### Problem to work on
Below are entries; count the lines among them that contain the word "LinearIntervalStrategy", and give only the count.

<<<<

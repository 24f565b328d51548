// Copyright 2025 Kore Ledger, SL
// SPDX-License-Identifier: Apache-2.0

//! # Configuration
//!
//! `SystemConfig` gathers every tunable of a node. It is an explicitly constructed value handed to
//! `ActorSystem::create`; nothing is read from ambient global state.
//!

use crate::{
    Error, HostId,
    retries::{
        ExponentialBackoffStrategy, FixedIntervalStrategy, LinearIntervalStrategy,
        NoIntervalStrategy, RetryStrategy,
    },
};

use serde::{Deserialize, Serialize};

use std::time::{Duration, SystemTime, UNIX_EPOCH};

/// A seed host of the cluster.
#[derive(Clone, Debug, PartialEq, Serialize, Deserialize)]
pub struct HostConfig {
    pub host: String,
    #[serde(default = "default_port")]
    pub port: u16,
}

impl From<&HostConfig> for HostId {
    fn from(config: &HostConfig) -> Self {
        HostId::new(&config.host, config.port)
    }
}

/// How the wait between two delivery attempts grows.
#[derive(Clone, Copy, Debug, PartialEq, Eq, Serialize, Deserialize)]
#[serde(rename_all = "lowercase")]
pub enum DeliveryBackoff {
    /// Retry at once.
    Immediate,
    /// `retry_base_interval` between every attempt.
    Fixed,
    /// `attempt × retry_base_interval`.
    Linear,
    /// Exponential backoff starting at `retry_base_interval`.
    Exponential,
}

/// Node configuration.
#[derive(Clone, Debug, PartialEq, Serialize, Deserialize)]
#[serde(default)]
pub struct SystemConfig {
    /// Name of the actor system.
    pub name: String,
    /// Address this node is reachable at.
    pub host: String,
    /// Port this node is reachable at.
    pub port: u16,
    /// Seed hosts. This node is added if it is not listed.
    pub cluster: Vec<HostConfig>,
    /// Fixed leadership priority. Defaults to the start time in epoch millis.
    pub priority: Option<u64>,
    pub startup_delay_ms: u64,
    pub election_poll_interval_ms: u64,
    pub election_timeout_ms: u64,
    pub ping_interval_ms: u64,
    pub max_delivery_attempts: u32,
    pub retry_base_interval_ms: u64,
    pub delivery_backoff: DeliveryBackoff,
    pub default_ask_timeout_ms: Option<u64>,
    pub shutdown_grace_ms: u64,
    pub rebalance_on_topology_change: bool,
}

fn default_port() -> u16 {
    6161
}

impl Default for SystemConfig {
    fn default() -> Self {
        Self {
            name: "ferry".to_owned(),
            host: "localhost".to_owned(),
            port: default_port(),
            cluster: Vec::new(),
            priority: None,
            startup_delay_ms: 1000,
            election_poll_interval_ms: 1000,
            election_timeout_ms: 30_000,
            ping_interval_ms: 1000,
            max_delivery_attempts: 3,
            retry_base_interval_ms: 100,
            delivery_backoff: DeliveryBackoff::Linear,
            default_ask_timeout_ms: None,
            shutdown_grace_ms: 10_000,
            rebalance_on_topology_change: true,
        }
    }
}

impl SystemConfig {
    /// Creates a configuration for the node at `host:port`, everything else default.
    pub fn new(host: &str, port: u16) -> Self {
        Self {
            host: host.to_owned(),
            port,
            ..Default::default()
        }
    }

    /// Parses a JSON configuration document. Missing fields take their defaults.
    ///
    /// # Errors
    ///
    /// Returns `Error::Config` if the document is malformed or fails validation.
    ///
    pub fn from_json(json: &str) -> Result<Self, Error> {
        let config: SystemConfig = serde_json::from_str(json)
            .map_err(|e| Error::Config(e.to_string()))?;
        config.validate()?;
        Ok(config)
    }

    pub fn validate(&self) -> Result<(), Error> {
        if self.port == 0 {
            return Err(Error::Config("port must not be 0".to_owned()));
        }
        if self.max_delivery_attempts == 0 {
            return Err(Error::Config(
                "max_delivery_attempts must be at least 1".to_owned(),
            ));
        }
        if self.host.trim().is_empty() {
            return Err(Error::Config("host must not be empty".to_owned()));
        }
        Ok(())
    }

    pub fn with_cluster(mut self, hosts: &[HostId]) -> Self {
        self.cluster = hosts
            .iter()
            .map(|id| HostConfig {
                host: id.address.clone(),
                port: id.port,
            })
            .collect();
        self
    }

    pub fn with_priority(mut self, priority: u64) -> Self {
        self.priority = Some(priority);
        self
    }

    pub fn me(&self) -> HostId {
        HostId::new(&self.host, self.port)
    }

    /// The configured priority, or the current epoch millis.
    pub fn resolve_priority(&self) -> u64 {
        self.priority.unwrap_or_else(|| {
            SystemTime::now()
                .duration_since(UNIX_EPOCH)
                .map(|d| d.as_millis() as u64)
                .unwrap_or_default()
        })
    }

    pub fn startup_delay(&self) -> Duration {
        Duration::from_millis(self.startup_delay_ms)
    }

    pub fn election_poll_interval(&self) -> Duration {
        Duration::from_millis(self.election_poll_interval_ms)
    }

    pub fn election_timeout(&self) -> Duration {
        Duration::from_millis(self.election_timeout_ms)
    }

    pub fn ping_interval(&self) -> Duration {
        Duration::from_millis(self.ping_interval_ms)
    }

    pub fn retry_base_interval(&self) -> Duration {
        Duration::from_millis(self.retry_base_interval_ms)
    }

    pub fn default_ask_timeout(&self) -> Option<Duration> {
        self.default_ask_timeout_ms.map(Duration::from_millis)
    }

    pub fn shutdown_grace(&self) -> Duration {
        Duration::from_millis(self.shutdown_grace_ms)
    }

    /// A fresh retry strategy for one outbound delivery.
    pub fn delivery_strategy(&self) -> Box<dyn RetryStrategy> {
        let max_retries = self.max_delivery_attempts as usize;
        match self.delivery_backoff {
            DeliveryBackoff::Immediate => Box::new(NoIntervalStrategy::new(max_retries)),
            DeliveryBackoff::Fixed => Box::new(FixedIntervalStrategy::new(
                max_retries,
                self.retry_base_interval(),
            )),
            DeliveryBackoff::Linear => Box::new(LinearIntervalStrategy::new(
                max_retries,
                self.retry_base_interval(),
            )),
            DeliveryBackoff::Exponential => {
                Box::new(ExponentialBackoffStrategy::with_initial_interval(
                    max_retries,
                    self.retry_base_interval(),
                ))
            }
        }
    }
}

#[cfg(test)]
mod tests {

    use super::*;

    #[test]
    fn test_defaults() {
        let config = SystemConfig::default();
        assert_eq!(config.port, 6161);
        assert_eq!(config.max_delivery_attempts, 3);
        assert_eq!(config.delivery_backoff, DeliveryBackoff::Linear);
        assert!(config.validate().is_ok());
    }

    #[test]
    fn test_from_json_partial_document() {
        let config = SystemConfig::from_json(
            r#"{
                "name": "bank",
                "host": "10.0.0.1",
                "cluster": [{ "host": "10.0.0.2" }, { "host": "10.0.0.3", "port": 7000 }],
                "delivery_backoff": "exponential",
                "priority": 42
            }"#,
        )
        .unwrap();
        assert_eq!(config.name, "bank");
        assert_eq!(config.port, 6161);
        assert_eq!(config.cluster[0].port, 6161);
        assert_eq!(config.cluster[1].port, 7000);
        assert_eq!(config.delivery_backoff, DeliveryBackoff::Exponential);
        assert_eq!(config.resolve_priority(), 42);
        assert_eq!(config.ping_interval(), Duration::from_secs(1));
    }

    #[test]
    fn test_from_json_rejects_invalid() {
        assert!(matches!(
            SystemConfig::from_json(r#"{ "port": 0 }"#),
            Err(Error::Config(_))
        ));
        assert!(matches!(
            SystemConfig::from_json(r#"{ "max_delivery_attempts": 0 }"#),
            Err(Error::Config(_))
        ));
        assert!(SystemConfig::from_json("not json").is_err());
    }

    #[test]
    fn test_linear_delivery_strategy() {
        let config = SystemConfig {
            retry_base_interval_ms: 50,
            ..Default::default()
        };
        let mut strategy = config.delivery_strategy();
        assert_eq!(strategy.max_retries(), 3);
        assert_eq!(strategy.next_backoff(), Some(Duration::from_millis(50)));
        assert_eq!(strategy.next_backoff(), Some(Duration::from_millis(100)));
    }

    #[test]
    fn test_selectable_delivery_strategies() {
        let immediate = SystemConfig::from_json(r#"{ "delivery_backoff": "immediate" }"#).unwrap();
        assert_eq!(immediate.delivery_strategy().next_backoff(), None);

        let fixed = SystemConfig::from_json(
            r#"{ "delivery_backoff": "fixed", "retry_base_interval_ms": 30 }"#,
        )
        .unwrap();
        let mut strategy = fixed.delivery_strategy();
        assert_eq!(strategy.next_backoff(), Some(Duration::from_millis(30)));
        assert_eq!(strategy.next_backoff(), Some(Duration::from_millis(30)));
    }
}
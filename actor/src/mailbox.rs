// Copyright 2025 Kore Ledger, SL
// SPDX-License-Identifier: Apache-2.0

//! # Mailbox
//!
//! Ordered message buffer of a local actor. Messages are FIFO; the only exception is a
//! prioritized enqueue, which inserts at the head and is used for transfer control messages.
//! Every enqueue wakes the actor runner so it drains the new work.
//!

use crate::message::Message;

use tokio::sync::Notify;
use tracing::debug;

use std::{
    collections::VecDeque,
    sync::{Arc, Mutex, MutexGuard, PoisonError},
};

struct MailboxInner {
    queue: Mutex<MailboxQueue>,
    notify: Notify,
}

struct MailboxQueue {
    messages: VecDeque<Message>,
    closed: bool,
}

/// Shared handle to an actor mailbox. Clones refer to the same queue.
#[derive(Clone)]
pub struct Mailbox {
    inner: Arc<MailboxInner>,
}

impl Default for Mailbox {
    fn default() -> Self {
        Self::new()
    }
}

impl Mailbox {
    pub fn new() -> Self {
        debug!("Creating new mailbox.");
        Self {
            inner: Arc::new(MailboxInner {
                queue: Mutex::new(MailboxQueue {
                    messages: VecDeque::new(),
                    closed: false,
                }),
                notify: Notify::new(),
            }),
        }
    }

    fn lock(&self) -> MutexGuard<'_, MailboxQueue> {
        self.inner.queue.lock().unwrap_or_else(PoisonError::into_inner)
    }

    /// Appends `message`, or inserts it at the head when `prioritize` is set, and wakes the
    /// runner.
    ///
    /// # Errors
    ///
    /// Hands the message back if the mailbox is closed.
    ///
    pub fn enqueue(
        &self,
        message: Message,
        prioritize: bool,
    ) -> Result<(), Message> {
        {
            let mut queue = self.lock();
            if queue.closed {
                return Err(message);
            }
            if prioritize {
                queue.messages.push_front(message);
            } else {
                queue.messages.push_back(message);
            }
        }
        self.inner.notify.notify_one();
        Ok(())
    }

    /// Takes the message at the head.
    pub fn dequeue(&self) -> Option<Message> {
        self.lock().messages.pop_front()
    }

    pub fn len(&self) -> usize {
        self.lock().messages.len()
    }

    pub fn is_empty(&self) -> bool {
        self.lock().messages.is_empty()
    }

    pub fn is_closed(&self) -> bool {
        self.lock().closed
    }

    /// Closes the mailbox and returns whatever was still queued.
    pub fn close(&self) -> Vec<Message> {
        let leftover = {
            let mut queue = self.lock();
            queue.closed = true;
            queue.messages.drain(..).collect()
        };
        self.inner.notify.notify_one();
        leftover
    }

    /// Wakes the runner without enqueuing anything.
    pub(crate) fn wake(&self) {
        self.inner.notify.notify_one();
    }

    /// Waits until the mailbox is woken.
    pub(crate) async fn wait(&self) {
        self.inner.notify.notified().await;
    }
}

#[cfg(test)]
mod tests {

    use super::*;

    use crate::message::MessageKind;

    use serde_json::Value;

    fn message(n: i64) -> Message {
        Message::new(MessageKind::from("n"), Value::from(n))
    }

    fn drain(mailbox: &Mailbox) -> Vec<i64> {
        let mut out = vec![];
        while let Some(message) = mailbox.dequeue() {
            out.push(message.payload().as_i64().unwrap());
        }
        out
    }

    #[test]
    fn test_fifo_order() {
        let mailbox = Mailbox::new();
        for n in 0..5 {
            mailbox.enqueue(message(n), false).unwrap();
        }
        assert_eq!(mailbox.len(), 5);
        assert_eq!(drain(&mailbox), vec![0, 1, 2, 3, 4]);
        assert!(mailbox.is_empty());
    }

    #[test]
    fn test_prioritized_goes_to_head() {
        let mailbox = Mailbox::new();
        mailbox.enqueue(message(1), false).unwrap();
        mailbox.enqueue(message(2), false).unwrap();
        mailbox.enqueue(message(99), true).unwrap();
        mailbox.enqueue(message(3), false).unwrap();
        assert_eq!(drain(&mailbox), vec![99, 1, 2, 3]);
    }

    #[test]
    fn test_closed_mailbox_returns_message() {
        let mailbox = Mailbox::new();
        mailbox.enqueue(message(1), false).unwrap();
        let leftover = mailbox.close();
        assert_eq!(leftover.len(), 1);
        assert!(mailbox.is_closed());
        let rejected = mailbox.enqueue(message(2), false).unwrap_err();
        assert_eq!(rejected.payload().as_i64(), Some(2));
    }

    #[tokio::test]
    async fn test_enqueue_wakes_waiter() {
        let mailbox = Mailbox::new();
        let waiter = mailbox.clone();
        let handle = tokio::spawn(async move {
            waiter.wait().await;
            waiter.dequeue().map(|m| m.payload().as_i64())
        });
        tokio::time::sleep(std::time::Duration::from_millis(20)).await;
        mailbox.enqueue(message(7), false).unwrap();
        assert_eq!(handle.await.unwrap(), Some(Some(7)));
    }
}
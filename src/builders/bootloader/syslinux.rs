//! Legacy BIOS boot menu (isolinux).

use super::{fill_template, join_kargs, Stanza, BASIC_GRAPHICS_KARG, MEDIA_CHECK_KARG};

const TEMPLATE: &str = "default vesamenu.c32
timeout @@TIMEOUT@@

display boot.msg

menu autoboot Starting @@TITLE@@ in # second{,s}. Press any key to interrupt.

menu clear
menu background splash.png
menu title @@TITLE@@
menu vshift 8
menu rows 18
menu margin 8
menu helpmsgrow 15
menu tabmsgrow 13

menu color border * #00000000 #00000000 none
menu color sel 0 #ffffffff #00000000 none
menu color title 0 #ff7ba3d0 #00000000 none
menu color tabmsg 0 #ff3a6496 #00000000 none
menu color unsel 0 #84b8ffff #00000000 none
menu color hotsel 0 #84b8ffff #00000000 none
menu color hotkey 0 #ffffffff #00000000 none
menu color help 0 #ffffffff #00000000 none
menu color scrollbar 0 #ffffffff #ff355594 none
menu color timeout 0 #ffffffff #00000000 none
menu color timeout_msg 0 #ffffffff #00000000 none
menu color cmdmark 0 #84b8ffff #00000000 none
menu color cmdline 0 #ffffffff #00000000 none

menu tabmsg Press Tab for full configuration options on menu items.

menu separator
menu separator
@@STANZAS@@
menu separator
menu begin ^Troubleshooting
  menu title Troubleshooting
@@TROUBLESHOOTING@@
menu separator

label local
  menu label Boot from ^local drive
  localboot 0xffff

menu separator

label returntomain
  menu label Return to ^main menu.
  menu exit

menu end
";

const VESA_HELP: &str = "Try this option out if you're having trouble starting
\tthe system.";

const MEMTEST_HELP: &str = "If your system is having issues, a problem with your
\tsystem's memory may be the cause. Use this utility to see if
\tthe memory is working correctly.";

/// Menu of the isolinux bootloader.
#[derive(Clone, Debug, PartialEq, Eq)]
pub struct SyslinuxConfig {
    title: String,
    product: String,
    fslabel: String,
    timeout: u32,
    stanzas: Vec<Stanza>,
    vesa: Option<Stanza>,
    memtest: Option<Stanza>,
}

impl SyslinuxConfig {
    /// `timeout` is in tenths of a second.
    pub fn new(title: &str, product: &str, fslabel: &str, timeout: u32) -> Self {
        Self {
            title: title.to_string(),
            product: product.to_string(),
            fslabel: fslabel.to_string(),
            timeout,
            stanzas: Vec::new(),
            vesa: None,
            memtest: None,
        }
    }

    /// Entry starting the live system.
    pub fn add_linux_stanza(&mut self, kargs: &str) {
        self.stanzas.push(Stanza::new(
            "linux",
            format!("^Start {}", self.product),
            kargs,
        ));
    }

    /// Entry verifying the media before starting the live system.
    pub fn add_check_stanza(&mut self, kargs: &str) {
        self.stanzas.push(Stanza::new(
            "check",
            format!("Test this ^media & start {}", self.product),
            join_kargs(kargs, MEDIA_CHECK_KARG),
        ));
    }

    /// Troubleshooting entry starting without kernel mode setting.
    pub fn set_vesa_stanza(&mut self, kargs: &str) {
        self.vesa = Some(
            Stanza::new(
                "vesa",
                format!("Start {} in ^basic graphics mode", self.product),
                join_kargs(kargs, BASIC_GRAPHICS_KARG),
            )
            .with_help(VESA_HELP),
        );
    }

    /// Troubleshooting entry running the memory tester.
    pub fn set_memtest_stanza(&mut self) {
        self.memtest =
            Some(Stanza::new("memtest", "Run a ^memory test", "").with_help(MEMTEST_HELP));
    }

    fn render_stanza(&self, stanza: &Stanza) -> String {
        format!(
            "\nlabel {}\n  menu label {}\n  kernel /images/vmlinuz\n  append initrd=/images/initramfs.img root=live:CDLABEL={} {}\n",
            stanza.name, stanza.label, self.fslabel, stanza.kargs
        )
    }

    fn render_vesa(&self, stanza: &Stanza) -> String {
        format!(
            "\nlabel {}\n  menu indent count 5\n  menu label {}\n  text help\n\t{}\n  endtext\n  kernel /images/vmlinuz\n  append initrd=/images/initramfs.img root=live:CDLABEL={} {}\n",
            stanza.name,
            stanza.label,
            stanza.help.as_deref().unwrap_or_default(),
            self.fslabel,
            stanza.kargs
        )
    }

    fn render_memtest(stanza: &Stanza) -> String {
        format!(
            "\nlabel {}\n  menu label {}\n  text help\n\t{}\n  endtext\n  kernel /images/memtest\n",
            stanza.name,
            stanza.label,
            stanza.help.as_deref().unwrap_or_default()
        )
    }

    /// Full `isolinux.cfg` text.
    pub fn render(&self) -> String {
        let stanzas: String = self
            .stanzas
            .iter()
            .map(|stanza| self.render_stanza(stanza))
            .collect();

        let mut troubleshooting = String::new();
        if let Some(vesa) = &self.vesa {
            troubleshooting.push_str(&self.render_vesa(vesa));
        }
        if let Some(memtest) = &self.memtest {
            troubleshooting.push_str(&Self::render_memtest(memtest));
        }

        let timeout = self.timeout.to_string();
        fill_template(
            TEMPLATE,
            &[
                ("TIMEOUT", timeout.as_str()),
                ("TITLE", self.title.as_str()),
                ("STANZAS", stanzas.as_str()),
                ("TROUBLESHOOTING", troubleshooting.as_str()),
            ],
        )
    }
}
use shadow_rs::{BuildPattern, ShadowBuilder};

fn main() {
    let mut deny = std::collections::BTreeSet::new();
    deny.insert(shadow_rs::CARGO_TREE);
    ShadowBuilder::builder()
        .build_pattern(BuildPattern::Lazy)
        .deny_const(deny)
        .build()
        .expect("failed to retrieve build info");
}
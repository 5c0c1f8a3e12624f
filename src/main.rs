use clap::{CommandFactory as _, Parser as _};
use clap_complete::Shell;
use log::error;
use patharg::OutputArg;
use std::fs::File;
use std::io;
use std::path::PathBuf;
use std::process::ExitCode;

mod builders;
mod commands;
mod manifest;
mod utils;
mod version;

use builders::BuildError;
use commands::*;
use utils::*;
use version::get_long_version;

/// Create bootable OS images from OSTree repositories.
#[derive(Clone, Debug, clap::Parser)]
#[command(version, long_version = get_long_version(), about)]
pub struct Cli {
    #[command(subcommand)]
    command: Command,

    /// Sets the output format.
    #[arg(
        global = true,
        short = 'F',
        long,
        default_value_t,
        env = "OSIMGCREATE_FORMAT"
    )]
    format: OutputFormat,
}

impl Cli {
    /// Match the command and run it.
    pub fn run(&self) -> anyhow::Result<()> {
        match &self.command {
            Command::Build(build_args) => build_args.run(self.format),
            Command::Estimate(estimate_args) => estimate_args.run(self.format),
            Command::GenerateCompletion { shell, file } => {
                generate_completion(*shell, file.path_ref())
            }
        }
    }
}

/// Main commands of the CLI application.
#[derive(Clone, Debug, clap::Subcommand)]
pub enum Command {
    /// Build a disk or live image described by a manifest.
    Build(build::BuildArgs),

    /// Estimate the size of a filesystem holding the OS tree.
    Estimate(estimate::EstimateArgs),

    /// Generate shell completion scripts.
    GenerateCompletion {
        /// The shell to generate the completion scripts for.
        shell: clap_complete::Shell,

        /// The file to write the completion scripts to or '-' to write to stdout.
        #[arg(short, long, default_value_t)]
        file: OutputArg,
    },
}

fn init_logger() {
    env_logger::Builder::from_env(env_logger::Env::default().default_filter_or("info"))
        .format_timestamp(None)
        .format_target(false)
        .format_module_path(false)
        .init();
}

fn main() -> ExitCode {
    init_logger();
    match Cli::parse().run() {
        Ok(()) => ExitCode::SUCCESS,
        Err(err) => {
            match err.downcast_ref::<BuildError>() {
                Some(BuildError::Precondition(message)) => error!("{}", message),
                _ => error!("{:#}", err),
            }
            ExitCode::FAILURE
        }
    }
}

/// Generates shell completion scripts for the command-line tool.
fn generate_completion(shell: Shell, path: Option<&PathBuf>) -> anyhow::Result<()> {
    eprintln!("Generating completion file for {shell}...");
    let mut cmd = Cli::command();
    let name = env!("CARGO_PKG_NAME");
    if let Some(file) = path {
        let mut file = File::create(file)?;
        clap_complete::generate(shell, &mut cmd, name, &mut file);
    } else {
        clap_complete::generate(shell, &mut cmd, name, &mut io::stdout());
    }
    Ok(())
}

#[cfg(test)]
mod tests {
    use super::Cli;
    use clap::CommandFactory as _;

    #[test]
    fn test_cli() {
        Cli::command().debug_assert();
    }
}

>>>>

### Result for this task
2